### EXERCISE
Of the entries below, return only those lines from the line with "for (n, value)" to the line with "bin range and", exactly, both included.

_ _ _

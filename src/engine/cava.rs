//! FFT bar engine in the style of cava's core.
//!
//! Keeps a rolling history of the newest input samples, runs a long "bass"
//! FFT and a short "treble" FFT over it per channel, averages the magnitude
//! bins that fall into each log-spaced bar and then smooths the bars over
//! time (gravity falloff, integral memory, optional automatic sensitivity).

use std::sync::Arc;

use rustfft::{num_complex::Complex, Fft, FftPlanner};

use super::EngineParams;
use crate::error::EngineError;

/// Bars starting below this frequency use the bass FFT.
const BASS_CUT_OFF_HZ: f64 = 100.0;
/// Bass FFT length relative to the treble FFT.
const BASS_FFT_FACTOR: usize = 4;
const EQ_REFERENCE_HZ: f64 = 1000.0;
const FULL_SCALE: f64 = 32768.0;
const GRAVITY_STEP: f64 = 0.028;
const INITIAL_FRAMERATE: f64 = 75.0;

/// Treble FFT length for a sample rate, so each FFT spans a similar time.
fn treble_fft_size(sample_rate: u32) -> usize {
    match sample_rate {
        0..=8125 => 128,
        8126..=16250 => 256,
        16251..=32500 => 512,
        32501..=75000 => 1024,
        75001..=150000 => 2048,
        150001..=300000 => 4096,
        _ => 8192,
    }
}

fn hann_window(size: usize) -> Vec<f64> {
    (0..size)
        .map(|i| 0.5 * (1.0 - (2.0 * std::f64::consts::PI * i as f64 / (size - 1) as f64).cos()))
        .collect()
}

fn bin_of(freq: f64, fft_size: usize, sample_rate: u32) -> usize {
    (freq * fft_size as f64 / f64::from(sample_rate)).floor() as usize
}

/// One windowed real FFT over a strided slice of the history.
struct Analyzer {
    fft: Arc<dyn Fft<f64>>,
    window: Vec<f64>,
    buffer: Vec<Complex<f64>>,
    magnitudes: Vec<f64>,
}

impl Analyzer {
    fn new(planner: &mut FftPlanner<f64>, size: usize) -> Self {
        Self {
            fft: planner.plan_fft_forward(size),
            window: hann_window(size),
            buffer: vec![Complex::new(0.0, 0.0); size],
            magnitudes: vec![0.0; size / 2 + 1],
        }
    }

    fn process(&mut self, history: &[f64], offset: usize, stride: usize) {
        for (i, (slot, w)) in self.buffer.iter_mut().zip(&self.window).enumerate() {
            *slot = Complex::new(history[offset + i * stride] * w, 0.0);
        }
        self.fft.process(&mut self.buffer);
        for (m, c) in self.magnitudes.iter_mut().zip(&self.buffer) {
            *m = c.norm();
        }
    }
}

/// Inclusive FFT bin range of one bar.
#[derive(Debug, Clone, Copy, PartialEq)]
struct BarBins {
    bass: bool,
    lower: usize,
    upper: usize,
}

pub struct CavaEngine {
    bars: usize,
    channels: usize,
    sample_rate: u32,
    noise_reduction: f64,
    autosens: bool,

    bass: Analyzer,
    treble: Analyzer,
    /// Newest sample first, interleaved.
    history: Vec<f64>,

    bins: Vec<BarBins>,
    eq: Vec<f64>,
    cut_off_frequencies: Vec<f32>,

    prev_out: Vec<f64>,
    peak: Vec<f64>,
    fall: Vec<f64>,
    mem: Vec<f64>,
    sens: f64,
    sens_init: bool,
    framerate: f64,
}

impl CavaEngine {
    pub fn init(params: &EngineParams) -> Result<Self, EngineError> {
        let EngineParams {
            bars,
            sample_rate,
            channels,
            autosens,
            noise_reduction,
            low_cut_off,
            high_cut_off,
        } = *params;

        if bars == 0 {
            return Err(EngineError::NoBars);
        }
        if !(1..=2).contains(&channels) {
            return Err(EngineError::Channels(channels));
        }
        if sample_rate == 0 {
            return Err(EngineError::SampleRate);
        }
        if low_cut_off == 0 || low_cut_off >= high_cut_off {
            return Err(EngineError::CutOffOrder {
                low: low_cut_off,
                high: high_cut_off,
            });
        }
        if high_cut_off > sample_rate / 2 {
            return Err(EngineError::AboveNyquist {
                high: high_cut_off,
                nyquist: sample_rate / 2,
            });
        }

        let channels = usize::from(channels);
        let treble_size = treble_fft_size(sample_rate);
        let bass_size = treble_size * BASS_FFT_FACTOR;

        let mut planner = FftPlanner::new();
        let bass = Analyzer::new(&mut planner, bass_size);
        let treble = Analyzer::new(&mut planner, treble_size);

        // Log-spaced bar edges, bars + 1 of them.
        let ratio = f64::from(high_cut_off) / f64::from(low_cut_off);
        let edges: Vec<f64> = (0..=bars)
            .map(|n| f64::from(low_cut_off) * ratio.powf(n as f64 / bars as f64))
            .collect();

        let fft_size = |bass: bool| if bass { bass_size } else { treble_size };

        let mut bins: Vec<BarBins> = Vec::with_capacity(bars);
        let mut cut_off_frequencies = Vec::with_capacity(bars);
        for n in 0..bars {
            let is_bass = edges[n] < BASS_CUT_OFF_HZ;
            let size = fft_size(is_bass);
            let mut lower = bin_of(edges[n], size, sample_rate).max(1);
            let mut cut_off = edges[n];

            // Bars clumped into one bin get pushed up the spectrum.
            let clumped = bins
                .last()
                .map_or(false, |prev| prev.bass == is_bass && lower <= prev.lower);
            if clumped {
                lower = bins[n - 1].lower + 1;
                cut_off = lower as f64 * f64::from(sample_rate) / size as f64;
            }
            if lower > size / 2 {
                return Err(EngineError::TooManyBars {
                    bars,
                    low: low_cut_off,
                    high: high_cut_off,
                });
            }

            bins.push(BarBins {
                bass: is_bass,
                lower,
                upper: lower,
            });
            cut_off_frequencies.push(cut_off as f32);
        }

        for n in 0..bars {
            let size = fft_size(bins[n].bass);
            let end = match bins.get(n + 1) {
                Some(next) if next.bass == bins[n].bass => next.lower,
                _ => bin_of(edges[n + 1], size, sample_rate),
            };
            bins[n].upper = end.saturating_sub(1).clamp(bins[n].lower, size / 2);
        }

        // Normalizes a full-scale Hann-windowed tone to ~1, tilted towards
        // the treble where music carries less energy.
        let eq = bins
            .iter()
            .zip(&cut_off_frequencies)
            .map(|(b, &f)| {
                let size = fft_size(b.bass) as f64;
                (f64::from(f) / EQ_REFERENCE_HZ).sqrt() * 4.0 / (FULL_SCALE * size)
            })
            .collect();

        let outputs = bars * channels;
        Ok(Self {
            bars,
            channels,
            sample_rate,
            noise_reduction,
            autosens: autosens > 0,
            bass,
            treble,
            history: vec![0.0; bass_size * channels],
            bins,
            eq,
            cut_off_frequencies,
            prev_out: vec![0.0; outputs],
            peak: vec![0.0; outputs],
            fall: vec![0.0; outputs],
            mem: vec![0.0; outputs],
            sens: 1.0,
            sens_init: true,
            framerate: INITIAL_FRAMERATE,
        })
    }

    pub fn output_len(&self) -> usize {
        self.bars * self.channels
    }

    pub fn cut_off_frequencies(&self) -> &[f32] {
        &self.cut_off_frequencies
    }

    /// Push `input` (interleaved) into the history and write
    /// `bars * channels` values into `out`.
    ///
    /// With two channels the bars of the sample at odd input positions come
    /// first, since the history is stored newest first.
    pub fn execute(&mut self, input: &[f64], out: &mut [f64]) {
        let capacity = self.history.len();
        let input = &input[input.len().saturating_sub(capacity)..];
        let new = input.len();

        if new > 0 {
            let rate = f64::from(self.sample_rate) * self.channels as f64 / new as f64;
            self.framerate -= self.framerate / 64.0;
            self.framerate += rate / 64.0;
        }

        self.history.copy_within(..capacity - new, new);
        for (slot, &sample) in self.history[..new].iter_mut().zip(input.iter().rev()) {
            *slot = sample;
        }
        let silence = input.iter().all(|&s| s == 0.0);

        for ch in 0..self.channels {
            self.bass.process(&self.history, ch, self.channels);
            self.treble.process(&self.history, ch, self.channels);

            for (n, bar) in self.bins.iter().enumerate() {
                let magnitudes = if bar.bass {
                    &self.bass.magnitudes
                } else {
                    &self.treble.magnitudes
                };
                let sum: f64 = magnitudes[bar.lower..=bar.upper].iter().sum();
                let count = (bar.upper - bar.lower + 1) as f64;
                out[ch * self.bars + n] = sum / count * self.eq[n];
            }
        }

        let outputs = self.output_len();
        self.smooth(&mut out[..outputs], silence);
    }

    fn smooth(&mut self, out: &mut [f64], silence: bool) {
        let falloff = self.noise_reduction > 0.1;
        let gravity_mod = if falloff {
            ((60.0 / self.framerate).powf(2.5) * 1.54 / self.noise_reduction).max(1.0)
        } else {
            1.0
        };

        let mut overshoot = false;
        for (n, value) in out.iter_mut().enumerate() {
            if self.autosens {
                *value *= self.sens;
            }

            if falloff && *value < self.prev_out[n] {
                let fall = self.fall[n];
                *value = (self.peak[n] * (1.0 - fall * fall * gravity_mod)).max(0.0);
                self.fall[n] += GRAVITY_STEP;
            } else {
                self.peak[n] = *value;
                self.fall[n] = 0.0;
            }
            self.prev_out[n] = *value;

            *value += self.mem[n] * self.noise_reduction;
            self.mem[n] = *value;

            if self.autosens && *value > 1.0 {
                overshoot = true;
            }
        }

        if self.autosens {
            if overshoot {
                self.sens *= 0.98;
                self.sens_init = false;
            } else if !silence {
                self.sens *= 1.001;
                if self.sens_init {
                    self.sens *= 1.1;
                }
            }
        }
    }

    /// Current automatic sensitivity multiplier.
    #[cfg(test)]
    pub fn sensitivity(&self) -> f64 {
        self.sens
    }

    /// Inclusive FFT bin range and FFT length of bar `n`.
    #[cfg(test)]
    pub fn bar_bins(&self, n: usize) -> (usize, usize, usize) {
        let b = self.bins[n];
        let size = if b.bass {
            self.bass.window.len()
        } else {
            self.treble.window.len()
        };
        (b.lower, b.upper, size)
    }
}
use std::io::{self, Write};

/// Writes bar frames as text, one line per frame.
///
/// Every value is printed as `"{:4} "`, truncated toward zero. With stereo
/// engine output and a single output channel the two channels are averaged
/// per bar; otherwise the engine's layout is printed as is, which for stereo
/// means the second input channel's bars come first.
pub struct BarWriter<W: Write> {
    inner: W,
    bars: usize,
    engine_channels: usize,
    channels_out: usize,
}

impl<W: Write> BarWriter<W> {
    /// `channels_out` must be 1 or `engine_channels`.
    pub fn new(inner: W, bars: usize, engine_channels: usize, channels_out: usize) -> Self {
        debug_assert!(channels_out == 1 || channels_out == engine_channels);
        Self {
            inner,
            bars,
            engine_channels,
            channels_out,
        }
    }

    /// Header line with the cut-off frequency of each bar, repeated once per
    /// output channel.
    pub fn write_cut_offs(&mut self, cut_offs: &[f32]) -> io::Result<()> {
        for _ in 0..self.channels_out {
            for &freq in cut_offs.iter().take(self.bars) {
                write!(self.inner, "{:4} ", freq as i32)?;
            }
        }
        self.end_line()
    }

    /// One frame of averaged engine output, `bars * engine_channels` values.
    pub fn write_frame(&mut self, frame: &[f64]) -> io::Result<()> {
        let mix_down = self.channels_out < self.engine_channels;
        for i in 0..self.bars * self.channels_out {
            let value = if mix_down {
                (frame[i] + frame[i + self.bars]) / 2.0
            } else {
                frame[i]
            };
            write!(self.inner, "{:4} ", value as i32)?;
        }
        self.end_line()
    }

    fn end_line(&mut self) -> io::Result<()> {
        self.inner.write_all(b"\n")?;
        self.inner.flush()
    }

    #[cfg(test)]
    pub fn into_inner(self) -> W {
        self.inner
    }
}

#[cfg(test)]
mod tests {
    use super::*;

    fn render(engine_channels: usize, channels_out: usize, bars: usize, frame: &[f64]) -> String {
        let mut writer = BarWriter::new(Vec::new(), bars, engine_channels, channels_out);
        writer.write_frame(frame).unwrap();
        String::from_utf8(writer.into_inner()).unwrap()
    }

    #[test]
    fn test_mono_output_averages_channels() {
        let frame = [10.0, 3.0, 0.0, 20.0, 4.0, 1.0];
        assert_eq!(render(2, 1, 3, &frame), "  15    3    0 \n");
    }

    #[test]
    fn test_values_truncate_toward_zero() {
        let frame = [-1.5, 99.99, 0.5, 0.0];
        assert_eq!(render(2, 1, 2, &frame), "   0   49 \n");

        let frame = [-3.0, 2.9, 0.0, 0.0];
        assert_eq!(render(2, 1, 2, &frame), "  -1    1 \n");
    }

    #[test]
    fn test_stereo_output_keeps_engine_order() {
        let frame = [1.0, 2.0, 3.0, 4.0];
        assert_eq!(render(2, 2, 2, &frame), "   1    2    3    4 \n");
    }

    #[test]
    fn test_mono_engine_prints_single_channel() {
        let frame = [7.9, 1234.0, 12345.0];
        assert_eq!(render(1, 1, 3, &frame), "   7 1234 12345 \n");
    }

    #[test]
    fn test_cut_off_header_repeats_per_channel() {
        let mut writer = BarWriter::new(Vec::new(), 3, 2, 2);
        writer.write_cut_offs(&[50.0, 316.2, 2000.9]).unwrap();
        let text = String::from_utf8(writer.into_inner()).unwrap();
        assert_eq!(text, "  50  316 2000   50  316 2000 \n");
    }
}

_ _ _

### ANSWER SPACE
        for (n, value) in out.iter_mut().enumerate() {
            if self.autosens {
                *value *= self.sens;
            }

            if falloff && *value < self.prev_out[n] {
                let fall = self.fall[n];
                *value = (self.peak[n] * (1.0 - fall * fall * gravity_mod)).max(0.0);
                self.fall[n] += GRAVITY_STEP;
            } else {
                self.peak[n] = *value;
                self.fall[n] = 0.0;
            }
            self.prev_out[n] = *value;

            *value += self.mem[n] * self.noise_reduction;
            self.mem[n] = *value;

            if self.autosens && *value > 1.0 {
                overshoot = true;
            }
        }

        if self.autosens {
            if overshoot {
                self.sens *= 0.98;
                self.sens_init = false;
            } else if !silence {
                self.sens *= 1.001;
                if self.sens_init {
                    self.sens *= 1.1;
                }
            }
        }
    }

    /// Current automatic sensitivity multiplier.
    #[cfg(test)]
    pub fn sensitivity(&self) -> f64 {
        self.sens
    }

    /// Inclusive FFT bin range and FFT length of bar `n`.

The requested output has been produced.